- [WHAT THIS TASK INVOLVES]: Lines below containing the word "Some" should be copied out.

(Dataset entries)
*** Block opens ***

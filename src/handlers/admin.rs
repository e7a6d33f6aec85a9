use crate::error::AppError;
use crate::middlewares::current_user_id;
use crate::models::*;
use crate::services::{AdminService, IdentityService, NovelService};
use actix_web::{HttpRequest, HttpResponse, ResponseError, Result, web};
use serde_json::json;

async fn require_admin(
    identity_service: &IdentityService,
    req: &HttpRequest,
) -> Result<i64, AppError> {
    let identity = identity_service.resolve(current_user_id(req)).await;
    match identity.user_id {
        None => Err(AppError::AuthError("User not authenticated".to_string())),
        Some(user_id) if identity.is_admin => Ok(user_id),
        Some(_) => Err(AppError::Forbidden("Admin role required".to_string())),
    }
}

#[utoipa::path(
    get,
    path = "/admin/users",
    tag = "admin",
    security(("bearer_auth" = [])),
    responses(
        (status = 200, description = "全部用户（含会员记录）"),
        (status = 403, description = "仅管理员")
    )
)]
pub async fn list_users(
    admin_service: web::Data<AdminService>,
    identity_service: web::Data<IdentityService>,
    req: HttpRequest,
) -> Result<HttpResponse> {
    if let Err(e) = require_admin(&identity_service, &req).await {
        return Ok(e.error_response());
    }

    match admin_service.list_users().await {
        Ok(users) => Ok(HttpResponse::Ok().json(json!({
            "success": true,
            "data": { "users": users }
        }))),
        Err(e) => Ok(e.error_response()),
    }
}

#[utoipa::path(
    put,
    path = "/admin/users/{profile_id}/approve",
    tag = "admin",
    security(("bearer_auth" = [])),
    responses(
        (status = 200, description = "审核通过", body = ProfileResponse),
        (status = 404, description = "档案不存在")
    )
)]
pub async fn approve_user(
    admin_service: web::Data<AdminService>,
    identity_service: web::Data<IdentityService>,
    req: HttpRequest,
    path: web::Path<i64>,
) -> Result<HttpResponse> {
    if let Err(e) = require_admin(&identity_service, &req).await {
        return Ok(e.error_response());
    }

    match admin_service.approve_profile(path.into_inner()).await {
        Ok(profile) => Ok(HttpResponse::Ok().json(json!({
            "success": true,
            "data": { "user": profile }
        }))),
        Err(e) => Ok(e.error_response()),
    }
}

#[utoipa::path(
    get,
    path = "/admin/tags",
    tag = "admin",
    security(("bearer_auth" = [])),
    responses(
        (status = 200, description = "标签列表"),
        (status = 403, description = "仅管理员")
    )
)]
pub async fn list_tags(
    admin_service: web::Data<AdminService>,
    identity_service: web::Data<IdentityService>,
    req: HttpRequest,
) -> Result<HttpResponse> {
    if let Err(e) = require_admin(&identity_service, &req).await {
        return Ok(e.error_response());
    }

    match admin_service.list_tags().await {
        Ok(tags) => Ok(HttpResponse::Ok().json(json!({
            "success": true,
            "data": { "tags": tags }
        }))),
        Err(e) => Ok(e.error_response()),
    }
}

#[utoipa::path(
    post,
    path = "/admin/tags",
    tag = "admin",
    request_body = CreateTagRequest,
    security(("bearer_auth" = [])),
    responses(
        (status = 200, description = "创建标签成功", body = TagResponse),
        (status = 400, description = "标签已存在")
    )
)]
pub async fn create_tag(
    admin_service: web::Data<AdminService>,
    identity_service: web::Data<IdentityService>,
    req: HttpRequest,
    request: web::Json<CreateTagRequest>,
) -> Result<HttpResponse> {
    let user_id = match require_admin(&identity_service, &req).await {
        Ok(user_id) => user_id,
        Err(e) => return Ok(e.error_response()),
    };

    match admin_service.create_tag(user_id, &request.name).await {
        Ok(tag) => Ok(HttpResponse::Ok().json(json!({
            "success": true,
            "data": { "tag": tag }
        }))),
        Err(e) => Ok(e.error_response()),
    }
}

#[utoipa::path(
    delete,
    path = "/admin/tags/{tag_id}",
    tag = "admin",
    security(("bearer_auth" = [])),
    responses(
        (status = 200, description = "删除标签成功"),
        (status = 404, description = "标签不存在")
    )
)]
pub async fn delete_tag(
    admin_service: web::Data<AdminService>,
    identity_service: web::Data<IdentityService>,
    req: HttpRequest,
    path: web::Path<i64>,
) -> Result<HttpResponse> {
    if let Err(e) = require_admin(&identity_service, &req).await {
        return Ok(e.error_response());
    }

    match admin_service.delete_tag(path.into_inner()).await {
        Ok(()) => Ok(HttpResponse::Ok().json(json!({
            "success": true,
            "message": "Tag deleted successfully"
        }))),
        Err(e) => Ok(e.error_response()),
    }
}

#[utoipa::path(
    post,
    path = "/admin/word-count/refresh",
    tag = "admin",
    security(("bearer_auth" = [])),
    responses(
        (status = 200, description = "字数统计已刷新"),
        (status = 403, description = "仅管理员")
    )
)]
pub async fn refresh_word_counts(
    novel_service: web::Data<NovelService>,
    identity_service: web::Data<IdentityService>,
    req: HttpRequest,
) -> Result<HttpResponse> {
    if let Err(e) = require_admin(&identity_service, &req).await {
        return Ok(e.error_response());
    }

    match novel_service.update_word_counts().await {
        Ok((chapters_updated, novels_updated)) => Ok(HttpResponse::Ok().json(json!({
            "success": true,
            "data": {
                "chapters_updated": chapters_updated,
                "novels_updated": novels_updated
            }
        }))),
        Err(e) => Ok(e.error_response()),
    }
}

pub fn admin_config(cfg: &mut web::ServiceConfig) {
    cfg.service(
        web::scope("/admin")
            .route("/users", web::get().to(list_users))
            .route("/users/{profile_id}/approve", web::put().to(approve_user))
            .route("/tags", web::get().to(list_tags))
            .route("/tags", web::post().to(create_tag))
            .route("/tags/{tag_id}", web::delete().to(delete_tag))
            .route("/word-count/refresh", web::post().to(refresh_word_counts)),
    );
}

*** Block closes ***

- [WRITTEN ANSWER]:
        Some(user_id) if identity.is_admin => Ok(user_id),
        Some(_) => Err(AppError::Forbidden("Admin role required".to_string())),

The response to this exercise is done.